=== EXERCISE PROMPT ===
From the entries below, gather every line containing the string "endsWith".

_ _ _ _ _ _ _

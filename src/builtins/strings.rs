//! String functions: len, lower, upper, trim[Left|Right], contains,
//! startsWith, endsWith, substr, replace, split, join, concat, match,
//! padLeft, padRight, repeat.
//!
//! `len` counts Unicode code points, not bytes, per spec §4.6; it is
//! registered as an overload over both String and List so `len($.tags)`
//! and `len($.name)` both resolve.

use super::support::{arity_exact, arity_range, as_list, as_str};
use crate::error::{Error, ErrorKind, Result};
use crate::registry::{FunctionDescriptor, Registry, Signature};
use crate::value::{Ty, Value};
use regex::Regex;
use std::sync::Arc;

fn builtin_len(args: &[Value]) -> Result<Value> {
    arity_exact("len", args, 1)?;
    match &args[0] {
        Value::String(s) => Ok(Value::Int(s.chars().count() as i64)),
        Value::List(items) => Ok(Value::Int(items.len() as i64)),
        other => Err(Error::type_mismatch(
            "len",
            "String or List",
            other.type_name(),
            0,
        )),
    }
}

fn builtin_lower(args: &[Value]) -> Result<Value> {
    arity_exact("lower", args, 1)?;
    Ok(Value::String(as_str("lower", args, 0)?.to_lowercase()))
}

fn builtin_upper(args: &[Value]) -> Result<Value> {
    arity_exact("upper", args, 1)?;
    Ok(Value::String(as_str("upper", args, 0)?.to_uppercase()))
}

fn builtin_trim(args: &[Value]) -> Result<Value> {
    arity_exact("trim", args, 1)?;
    Ok(Value::String(as_str("trim", args, 0)?.trim().to_string()))
}

fn builtin_trim_left(args: &[Value]) -> Result<Value> {
    arity_exact("trimLeft", args, 1)?;
    Ok(Value::String(
        as_str("trimLeft", args, 0)?.trim_start().to_string(),
    ))
}

fn builtin_trim_right(args: &[Value]) -> Result<Value> {
    arity_exact("trimRight", args, 1)?;
    Ok(Value::String(
        as_str("trimRight", args, 0)?.trim_end().to_string(),
    ))
}

fn builtin_contains(args: &[Value]) -> Result<Value> {
    arity_exact("contains", args, 2)?;
    let s = as_str("contains", args, 0)?;
    let sub = as_str("contains", args, 1)?;
    Ok(Value::Bool(s.contains(sub)))
}

fn builtin_starts_with(args: &[Value]) -> Result<Value> {
    arity_exact("startsWith", args, 2)?;
    let s = as_str("startsWith", args, 0)?;
    let prefix = as_str("startsWith", args, 1)?;
    Ok(Value::Bool(s.starts_with(prefix)))
}

fn builtin_ends_with(args: &[Value]) -> Result<Value> {
    arity_exact("endsWith", args, 2)?;
    let s = as_str("endsWith", args, 0)?;
    let suffix = as_str("endsWith", args, 1)?;
    Ok(Value::Bool(s.ends_with(suffix)))
}

fn builtin_substr(args: &[Value]) -> Result<Value> {
    arity_range("substr", args, 2, 3)?;
    let s = as_str("substr", args, 0)?;
    let chars: Vec<char> = s.chars().collect();
    let len = chars.len();
    let start_raw = super::support::as_i64("substr", args, 1)?;
    let start = clamp_start(start_raw, len);
    let end = if args.len() == 3 {
        let length = super::support::as_i64("substr", args, 2)?;
        if length < 0 {
            start
        } else {
            (start + length as usize).min(len)
        }
    } else {
        len
    };
    let end = end.max(start);
    Ok(Value::String(chars[start..end].iter().collect()))
}

fn clamp_start(start: i64, len: usize) -> usize {
    if start >= 0 {
        (start as usize).min(len)
    } else {
        let from_end = start.checked_neg().map(|n| n as usize).unwrap_or(usize::MAX);
        if from_end > len {
            0
        } else {
            len - from_end
        }
    }
}

fn builtin_replace(args: &[Value]) -> Result<Value> {
    arity_exact("replace", args, 3)?;
    let s = as_str("replace", args, 0)?;
    let from = as_str("replace", args, 1)?;
    let to = as_str("replace", args, 2)?;
    Ok(Value::String(s.replace(from, to)))
}

fn builtin_split(args: &[Value]) -> Result<Value> {
    arity_exact("split", args, 2)?;
    let s = as_str("split", args, 0)?;
    let sep = as_str("split", args, 1)?;
    let parts = if sep.is_empty() {
        s.chars().map(|c| Value::String(c.to_string())).collect()
    } else {
        s.split(sep).map(|p| Value::String(p.to_string())).collect()
    };
    Ok(Value::List(parts))
}

fn builtin_join(args: &[Value]) -> Result<Value> {
    arity_exact("join", args, 2)?;
    let list = as_list("join", args, 0)?;
    let sep = as_str("join", args, 1)?;
    let parts: Vec<String> = list.iter().map(|v| v.to_string()).collect();
    Ok(Value::String(parts.join(sep)))
}

fn builtin_concat(args: &[Value]) -> Result<Value> {
    super::support::arity_min("concat", args, 1)?;
    let mut out = String::new();
    for (i, arg) in args.iter().enumerate() {
        match arg {
            Value::String(s) => out.push_str(s),
            other => return Err(Error::type_mismatch("concat", "String", other.type_name(), i)),
        }
    }
    Ok(Value::String(out))
}

fn builtin_match(args: &[Value]) -> Result<Value> {
    arity_exact("match", args, 2)?;
    let s = as_str("match", args, 0)?;
    let pattern = as_str("match", args, 1)?;
    let re = Regex::new(pattern)
        .map_err(|e| Error::new(ErrorKind::InvalidSyntax(format!("invalid regex '{}': {}", pattern, e))))?;
    Ok(Value::Bool(re.is_match(s)))
}

fn builtin_pad_left(args: &[Value]) -> Result<Value> {
    arity_range("padLeft", args, 2, 3)?;
    pad("padLeft", args, true)
}

fn builtin_pad_right(args: &[Value]) -> Result<Value> {
    arity_range("padRight", args, 2, 3)?;
    pad("padRight", args, false)
}

fn pad(name: &str, args: &[Value], left: bool) -> Result<Value> {
    let s = as_str(name, args, 0)?;
    let target_len = super::support::as_i64(name, args, 1)?.max(0) as usize;
    let pad_str = if args.len() == 3 { as_str(name, args, 2)? } else { " " };
    let current_len = s.chars().count();
    if current_len >= target_len || pad_str.is_empty() {
        return Ok(Value::String(s.to_string()));
    }
    let pad_chars: Vec<char> = pad_str.chars().collect();
    let mut filler = String::new();
    for i in 0..(target_len - current_len) {
        filler.push(pad_chars[i % pad_chars.len()]);
    }
    Ok(Value::String(if left {
        format!("{}{}", filler, s)
    } else {
        format!("{}{}", s, filler)
    }))
}

fn builtin_repeat(args: &[Value]) -> Result<Value> {
    arity_exact("repeat", args, 2)?;
    let s = as_str("repeat", args, 0)?;
    let n = super::support::as_i64("repeat", args, 1)?;
    if n < 0 {
        return Err(Error::type_mismatch("repeat", "non-negative Int", "negative Int", 1));
    }
    Ok(Value::String(s.repeat(n as usize)))
}

pub fn register(registry: &Registry) -> Result<()> {
    registry.register_overload(FunctionDescriptor::native(
        "len",
        Signature::new(vec![Ty::String], Ty::Int),
        Arc::new(builtin_len),
    ))?;
    registry.register_overload(FunctionDescriptor::native(
        "len",
        Signature::new(vec![Ty::List], Ty::Int),
        Arc::new(builtin_len),
    ))?;
    registry.register(FunctionDescriptor::native(
        "lower",
        Signature::new(vec![Ty::String], Ty::String),
        Arc::new(builtin_lower),
    ))?;
    registry.register(FunctionDescriptor::native(
        "upper",
        Signature::new(vec![Ty::String], Ty::String),
        Arc::new(builtin_upper),
    ))?;
    registry.register(FunctionDescriptor::native(
        "trim",
        Signature::new(vec![Ty::String], Ty::String),
        Arc::new(builtin_trim),
    ))?;
    registry.register(FunctionDescriptor::native(
        "trimLeft",
        Signature::new(vec![Ty::String], Ty::String),
        Arc::new(builtin_trim_left),
    ))?;
    registry.register(FunctionDescriptor::native(
        "trimRight",
        Signature::new(vec![Ty::String], Ty::String),
        Arc::new(builtin_trim_right),
    ))?;
    registry.register(FunctionDescriptor::native(
        "contains",
        Signature::new(vec![Ty::String, Ty::String], Ty::Bool),
        Arc::new(builtin_contains),
    ))?;
    registry.register(FunctionDescriptor::native(
        "startsWith",
        Signature::new(vec![Ty::String, Ty::String], Ty::Bool),
        Arc::new(builtin_starts_with),
    ))?;
    registry.register(FunctionDescriptor::native(
        "endsWith",
        Signature::new(vec![Ty::String, Ty::String], Ty::Bool),
        Arc::new(builtin_ends_with),
    ))?;
    registry.register_overload(FunctionDescriptor::native(
        "substr",
        Signature::new(vec![Ty::String, Ty::Int], Ty::String),
        Arc::new(builtin_substr),
    ))?;
    registry.register_overload(FunctionDescriptor::native(
        "substr",
        Signature::new(vec![Ty::String, Ty::Int, Ty::Int], Ty::String),
        Arc::new(builtin_substr),
    ))?;
    registry.register(FunctionDescriptor::native(
        "replace",
        Signature::new(vec![Ty::String, Ty::String, Ty::String], Ty::String),
        Arc::new(builtin_replace),
    ))?;
    registry.register(FunctionDescriptor::native(
        "split",
        Signature::new(vec![Ty::String, Ty::String], Ty::List),
        Arc::new(builtin_split),
    ))?;
    registry.register(FunctionDescriptor::native(
        "join",
        Signature::new(vec![Ty::List, Ty::String], Ty::String),
        Arc::new(builtin_join),
    ))?;
    registry.register(FunctionDescriptor::native(
        "concat",
        Signature::new(vec![Ty::String], Ty::String).variadic(),
        Arc::new(builtin_concat),
    ))?;
    registry.register(FunctionDescriptor::native(
        "match",
        Signature::new(vec![Ty::String, Ty::String], Ty::Bool),
        Arc::new(builtin_match),
    ))?;
    registry.register_overload(FunctionDescriptor::native(
        "padLeft",
        Signature::new(vec![Ty::String, Ty::Int], Ty::String),
        Arc::new(builtin_pad_left),
    ))?;
    registry.register_overload(FunctionDescriptor::native(
        "padLeft",
        Signature::new(vec![Ty::String, Ty::Int, Ty::String], Ty::String),
        Arc::new(builtin_pad_left),
    ))?;
    registry.register_overload(FunctionDescriptor::native(
        "padRight",
        Signature::new(vec![Ty::String, Ty::Int], Ty::String),
        Arc::new(builtin_pad_right),
    ))?;
    registry.register_overload(FunctionDescriptor::native(
        "padRight",
        Signature::new(vec![Ty::String, Ty::Int, Ty::String], Ty::String),
        Arc::new(builtin_pad_right),
    ))?;
    registry.register(FunctionDescriptor::native(
        "repeat",
        Signature::new(vec![Ty::String, Ty::Int], Ty::String),
        Arc::new(builtin_repeat),
    ))?;
    Ok(())
}

#[cfg(test)]
mod tests {
    use super::*;

    #[test]
    fn len_counts_code_points_not_bytes() {
        let result = builtin_len(&[Value::String("héllo".to_string())]).unwrap();
        assert!(matches!(result, Value::Int(5)));
    }

    #[test]
    fn substr_accepts_negative_start() {
        let result = builtin_substr(&[
            Value::String("hello".to_string()),
            Value::Int(-3),
        ])
        .unwrap();
        assert_eq!(result.to_string(), "llo");
    }

    #[test]
    fn substr_with_i64_min_start_does_not_panic() {
        let result = builtin_substr(&[
            Value::String("hello".to_string()),
            Value::Int(i64::MIN),
        ])
        .unwrap();
        assert_eq!(result.to_string(), "hello");
    }

    #[test]
    fn split_and_join_roundtrip() {
        let split = builtin_split(&[
            Value::String("a,b,c".to_string()),
            Value::String(",".to_string()),
        ])
        .unwrap();
        let joined = builtin_join(&[split, Value::String("-".to_string())]).unwrap();
        assert_eq!(joined.to_string(), "a-b-c");
    }

    #[test]
    fn pad_left_pads_to_target_length() {
        let result = builtin_pad_left(&[
            Value::String("7".to_string()),
            Value::Int(3),
            Value::String("0".to_string()),
        ])
        .unwrap();
        assert_eq!(result.to_string(), "007");
    }

    #[test]
    fn repeat_rejects_negative_count() {
        let err = builtin_repeat(&[Value::String("x".to_string()), Value::Int(-1)]).unwrap_err();
        assert!(matches!(err.kind, ErrorKind::TypeMismatch { .. }));
    }
}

_ _ _ _ _ _ _

=== REPLY TO THE TASK ===
//! startsWith, endsWith, substr, replace, split, join, concat, match,
    arity_exact("endsWith", args, 2)?;
    let s = as_str("endsWith", args, 0)?;
    let suffix = as_str("endsWith", args, 1)?;
        "endsWith",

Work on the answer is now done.